O Direito Penal não tem evoluído na direção do agravamento das penas mas, pelo contrário, no sentido de seu abrandamento.
Em torno desta questão são tecidas as considerações que se seguem e que submeto à reflexão dos leitores.
Em 15 de outubro de 1833, o juiz Manoel Fernandes dos Santos, da Vila de Porto da Folha, no Estado de Sergipe, condenou Manoel Duda à perda do pênis, por decepamento, conforme sentença guardada no Instituto Histórico de Alagoas.
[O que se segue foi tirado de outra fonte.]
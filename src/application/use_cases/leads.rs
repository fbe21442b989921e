use std::sync::Arc;

use async_trait::async_trait;
use tracing::instrument;
use uuid::Uuid;

use crate::{
    app_error::{AppError, AppResult},
    domain::entities::lead::{Lead, LeadSource},
    guard::{Caller, require_organizer},
    scope::{LeadScope, lead_scope, org_scope},
    use_cases::{EmailSender, agents::AgentRepo, categories::CategoryRepo},
};

#[derive(Debug, Clone)]
pub struct NewLead {
    pub first_name: String,
    pub last_name: String,
    pub age: i32,
    pub phoned: bool,
    pub source: Option<LeadSource>,
    pub agent_id: Option<Uuid>,
    pub category_id: Option<Uuid>,
    pub organization_id: Uuid,
    pub profile_picture: Option<String>,
    pub special_files: Option<String>,
}

#[derive(Debug, Clone)]
pub struct LeadUpdate {
    pub first_name: String,
    pub last_name: String,
    pub age: i32,
    pub phoned: bool,
    pub source: Option<LeadSource>,
    pub agent_id: Option<Uuid>,
    pub category_id: Option<Uuid>,
    pub profile_picture: Option<String>,
    pub special_files: Option<String>,
}

#[async_trait]
pub trait LeadRepo: Send + Sync {
    async fn create(&self, lead: &NewLead) -> AppResult<Lead>;
    /// Leads with an agent, visible under `scope`.
    async fn list_assigned(&self, scope: LeadScope) -> AppResult<Vec<Lead>>;
    /// Tenant-wide leads with no agent. Organizer views only.
    async fn list_unassigned(&self, organization_id: Uuid) -> AppResult<Vec<Lead>>;
    async fn get(&self, scope: LeadScope, lead_id: Uuid) -> AppResult<Option<Lead>>;
    async fn update(
        &self,
        organization_id: Uuid,
        lead_id: Uuid,
        update: &LeadUpdate,
    ) -> AppResult<Option<Lead>>;
    async fn delete(&self, organization_id: Uuid, lead_id: Uuid) -> AppResult<bool>;
    async fn set_agent(
        &self,
        organization_id: Uuid,
        lead_id: Uuid,
        agent_id: Uuid,
    ) -> AppResult<Option<Lead>>;
    async fn set_category(
        &self,
        scope: LeadScope,
        lead_id: Uuid,
        category_id: Option<Uuid>,
    ) -> AppResult<Option<Lead>>;
    async fn list_by_category(
        &self,
        organization_id: Uuid,
        category_id: Uuid,
    ) -> AppResult<Vec<Lead>>;
    async fn count_uncategorized(&self, organization_id: Uuid) -> AppResult<i64>;
}

/// What the list operation hands back: leads visible to the caller, plus
/// the tenant's unassigned pool when the caller may manage it.
#[derive(Debug)]
pub struct LeadListing {
    pub leads: Vec<Lead>,
    pub unassigned: Option<Vec<Lead>>,
}

#[derive(Clone)]
pub struct LeadUseCases {
    lead_repo: Arc<dyn LeadRepo>,
    agent_repo: Arc<dyn AgentRepo>,
    category_repo: Arc<dyn CategoryRepo>,
    email: Arc<dyn EmailSender>,
    notify_recipient: Option<String>,
}

impl LeadUseCases {
    pub fn new(
        lead_repo: Arc<dyn LeadRepo>,
        agent_repo: Arc<dyn AgentRepo>,
        category_repo: Arc<dyn CategoryRepo>,
        email: Arc<dyn EmailSender>,
        notify_recipient: Option<String>,
    ) -> Self {
        Self {
            lead_repo,
            agent_repo,
            category_repo,
            email,
            notify_recipient,
        }
    }

    #[instrument(skip(self, caller), fields(organization_id = %caller.organization_id))]
    pub async fn list_leads(&self, caller: &Caller) -> AppResult<LeadListing> {
        let scope = lead_scope(caller)?;
        let leads = self.lead_repo.list_assigned(scope).await?;
        let unassigned = if caller.is_organizer() {
            Some(self.lead_repo.list_unassigned(org_scope(caller)).await?)
        } else {
            None
        };
        Ok(LeadListing { leads, unassigned })
    }

    #[instrument(skip(self, caller), fields(organization_id = %caller.organization_id))]
    pub async fn get_lead(&self, caller: &Caller, lead_id: Uuid) -> AppResult<Lead> {
        let scope = lead_scope(caller)?;
        self.lead_repo
            .get(scope, lead_id)
            .await?
            .ok_or(AppError::NotFound)
    }

    /// Both roles may create; the organization is always the caller's
    /// tenant, never client input.
    #[instrument(skip(self, caller, input), fields(organization_id = %caller.organization_id))]
    pub async fn create_lead(&self, caller: &Caller, input: LeadInput) -> AppResult<Lead> {
        validate_lead_fields(&input.first_name, &input.last_name, input.age)?;
        let organization_id = org_scope(caller);
        self.check_agent_in_tenant(organization_id, input.agent_id)
            .await?;
        self.check_category_in_tenant(organization_id, input.category_id)
            .await?;

        let lead = self
            .lead_repo
            .create(&NewLead {
                first_name: input.first_name,
                last_name: input.last_name,
                age: input.age,
                phoned: input.phoned,
                source: input.source,
                agent_id: input.agent_id,
                category_id: input.category_id,
                organization_id,
                profile_picture: input.profile_picture,
                special_files: input.special_files,
            })
            .await?;

        if let Some(recipient) = &self.notify_recipient {
            if let Err(err) = self
                .email
                .send(
                    recipient,
                    "A lead has been created",
                    "Go to the site to see the new lead.",
                )
                .await
            {
                tracing::warn!(error = ?err, lead_id = %lead.id, "Lead notification mail failed");
            }
        }

        Ok(lead)
    }

    #[instrument(skip(self, caller, input), fields(organization_id = %caller.organization_id))]
    pub async fn update_lead(
        &self,
        caller: &Caller,
        lead_id: Uuid,
        input: LeadInput,
    ) -> AppResult<Lead> {
        require_organizer(caller)?;
        validate_lead_fields(&input.first_name, &input.last_name, input.age)?;
        let organization_id = org_scope(caller);
        self.check_agent_in_tenant(organization_id, input.agent_id)
            .await?;
        self.check_category_in_tenant(organization_id, input.category_id)
            .await?;

        self.lead_repo
            .update(
                organization_id,
                lead_id,
                &LeadUpdate {
                    first_name: input.first_name,
                    last_name: input.last_name,
                    age: input.age,
                    phoned: input.phoned,
                    source: input.source,
                    agent_id: input.agent_id,
                    category_id: input.category_id,
                    profile_picture: input.profile_picture,
                    special_files: input.special_files,
                },
            )
            .await?
            .ok_or(AppError::NotFound)
    }

    #[instrument(skip(self, caller), fields(organization_id = %caller.organization_id))]
    pub async fn delete_lead(&self, caller: &Caller, lead_id: Uuid) -> AppResult<()> {
        require_organizer(caller)?;
        if !self.lead_repo.delete(org_scope(caller), lead_id).await? {
            return Err(AppError::NotFound);
        }
        Ok(())
    }

    /// Move a lead from the unassigned pool (or another agent) to the
    /// chosen agent. The agent must belong to the lead's organization;
    /// a cross-tenant choice is rejected outright.
    #[instrument(skip(self, caller), fields(organization_id = %caller.organization_id))]
    pub async fn assign_agent(
        &self,
        caller: &Caller,
        lead_id: Uuid,
        agent_id: Uuid,
    ) -> AppResult<Lead> {
        require_organizer(caller)?;
        let organization_id = org_scope(caller);

        let lead = self
            .lead_repo
            .get(LeadScope::Organization(organization_id), lead_id)
            .await?
            .ok_or(AppError::NotFound)?;
        let agent = self
            .agent_repo
            .get_by_id(agent_id)
            .await?
            .ok_or_else(|| AppError::InvalidInput("No such agent".into()))?;

        if agent.organization_id != lead.organization_id {
            return Err(AppError::InvalidInput(
                "Agent belongs to a different organization".into(),
            ));
        }

        self.lead_repo
            .set_agent(organization_id, lead_id, agent_id)
            .await?
            .ok_or(AppError::NotFound)
    }

    /// Reclassify in place. Any category to any other, or to none; both
    /// roles, within their lead scope.
    #[instrument(skip(self, caller), fields(organization_id = %caller.organization_id))]
    pub async fn update_category(
        &self,
        caller: &Caller,
        lead_id: Uuid,
        category_id: Option<Uuid>,
    ) -> AppResult<Lead> {
        let scope = lead_scope(caller)?;
        self.check_category_in_tenant(scope.organization_id(), category_id)
            .await?;
        self.lead_repo
            .set_category(scope, lead_id, category_id)
            .await?
            .ok_or(AppError::NotFound)
    }

    async fn check_agent_in_tenant(
        &self,
        organization_id: Uuid,
        agent_id: Option<Uuid>,
    ) -> AppResult<()> {
        if let Some(agent_id) = agent_id
            && self.agent_repo.get(organization_id, agent_id).await?.is_none()
        {
            return Err(AppError::InvalidInput("No such agent".into()));
        }
        Ok(())
    }

    async fn check_category_in_tenant(
        &self,
        organization_id: Uuid,
        category_id: Option<Uuid>,
    ) -> AppResult<()> {
        if let Some(category_id) = category_id
            && self
                .category_repo
                .get(organization_id, category_id)
                .await?
                .is_none()
        {
            return Err(AppError::InvalidInput("No such category".into()));
        }
        Ok(())
    }
}

/// Client-supplied lead fields, shared by create and update.
#[derive(Debug, Clone)]
pub struct LeadInput {
    pub first_name: String,
    pub last_name: String,
    pub age: i32,
    pub phoned: bool,
    pub source: Option<LeadSource>,
    pub agent_id: Option<Uuid>,
    pub category_id: Option<Uuid>,
    pub profile_picture: Option<String>,
    pub special_files: Option<String>,
}

fn validate_lead_fields(first_name: &str, last_name: &str, age: i32) -> AppResult<()> {
    if first_name.trim().is_empty() || first_name.len() > 20 {
        return Err(AppError::InvalidInput(
            "First name must be 1-20 characters".into(),
        ));
    }
    if last_name.trim().is_empty() || last_name.len() > 20 {
        return Err(AppError::InvalidInput(
            "Last name must be 1-20 characters".into(),
        ));
    }
    if !(0..=150).contains(&age) {
        return Err(AppError::InvalidInput("Age must be between 0 and 150".into()));
    }
    Ok(())
}
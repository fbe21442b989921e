use uuid::Uuid;

#[derive(Debug, Clone)]
pub struct Agent {
    pub id: Uuid,
    pub user_id: Uuid,
    pub organization_id: Uuid,
    pub created_at: Option<chrono::NaiveDateTime>,
}
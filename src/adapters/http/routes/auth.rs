use axum::{
    Json, Router,
    extract::State,
    http::{HeaderMap, StatusCode},
    response::IntoResponse,
    routing::post,
};
use axum_extra::extract::cookie::{Cookie, SameSite};
use serde::{Deserialize, Serialize};
use uuid::Uuid;

use crate::{
    adapters::http::app_state::AppState,
    app_error::{AppError, AppResult},
    application::jwt,
};

/// Appends a cookie to the headers, handling parse errors gracefully
fn append_cookie(headers: &mut HeaderMap, cookie: Cookie<'_>) -> Result<(), AppError> {
    let value = cookie
        .to_string()
        .parse()
        .map_err(|_| AppError::Internal("Failed to build cookie header".into()))?;
    headers.append("set-cookie", value);
    Ok(())
}

#[derive(Deserialize)]
struct SignupPayload {
    username: String,
    email: String,
    password: String,
}

#[derive(Deserialize)]
struct LoginPayload {
    username: String,
    password: String,
}

#[derive(Serialize)]
struct UserResponse {
    id: Uuid,
    username: String,
    email: String,
    role: &'static str,
}

pub fn router() -> Router<AppState> {
    Router::new()
        .route("/signup", post(signup))
        .route("/login", post(login))
        .route("/logout", post(logout))
}

async fn signup(
    State(app_state): State<AppState>,
    Json(payload): Json<SignupPayload>,
) -> AppResult<impl IntoResponse> {
    let user = app_state
        .auth_use_cases
        .signup(&payload.username, &payload.email, &payload.password)
        .await?;

    Ok((
        StatusCode::CREATED,
        Json(UserResponse {
            id: user.id,
            username: user.username,
            email: user.email,
            role: user.role.as_str(),
        }),
    ))
}

async fn login(
    State(app_state): State<AppState>,
    Json(payload): Json<LoginPayload>,
) -> AppResult<impl IntoResponse> {
    let user = app_state
        .auth_use_cases
        .login(&payload.username, &payload.password)
        .await?;

    let access = jwt::issue(
        user.id,
        &app_state.config.jwt_secret,
        app_state.config.access_token_ttl,
    )?;

    let mut headers = HeaderMap::new();
    let cookie = Cookie::build(("access_token", access))
        .http_only(true)
        .same_site(SameSite::Lax)
        .path("/")
        .build();
    append_cookie(&mut headers, cookie)?;

    Ok((
        StatusCode::OK,
        headers,
        Json(UserResponse {
            id: user.id,
            username: user.username,
            email: user.email,
            role: user.role.as_str(),
        }),
    ))
}

async fn logout() -> AppResult<impl IntoResponse> {
    let mut headers = HeaderMap::new();
    let cookie = Cookie::build(("access_token", ""))
        .http_only(true)
        .same_site(SameSite::Lax)
        .path("/")
        .max_age(time::Duration::seconds(0))
        .build();
    append_cookie(&mut headers, cookie)?;
    Ok((StatusCode::NO_CONTENT, headers))
}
Segundo os autos, o réu Manoel Duda tentou manter relações sexuais à força com a mulher de um cidadão de Porto da Folha. Este crime seria hoje o previsto no artigo 213 do Código Penal – “constranger mulher à conjunção carnal, mediante violência ou grave ameaça”. (Pena de reclusão de seis a dez anos, se o crime vier a ser consumado).
A conduta de Manoel Duda foi descrita pela sentença com o vocabulário da época:
“Quando a mulher do Xico Bento ia para a fonte, já perto dela, o supracitado cabra, que estava em uma moita de mato, sahiu della de supetão e fez proposta a dita mulher, por quem queria para coisa que não se pode trazer a lume, e como ella se recuzasse, o dito cabra abrafolou-se dela, deitou-a no chão, deixando as encomendas della de fora e ao Deus dará. Elle não conseguiu matrimonio porque ella gritou e veio em amparo della Nocreto Correia e Norberto Barbosa, que prenderam o cujo em flagrante.”
O juiz tece várias considerações sobre o réu chegando a dizer:
“Que Manoel Duda é um sujeito perigoso e que se não tiver uma cousa que atenue a perigança dele, amanhan está metendo medo até nos homens.”
Depois das considerações de estilo, o juiz lavra a condenação que transcrevo exatamente como consta do original:
“CONDENO o cabra Manoel Duda, pelo malifício que fez à mulher do Xico Bento, a ser capado, capadura que deverá ser feita a macete. A execução desta peça deverá ser feita na cadeia desta Villa. Nomeio carrasco o carcereiro.”
O Direito Penal moderno prega a individualização da pena e de sua execução. Individualizar a aplicação e a execução da pena é adaptá-la a cada pessoa.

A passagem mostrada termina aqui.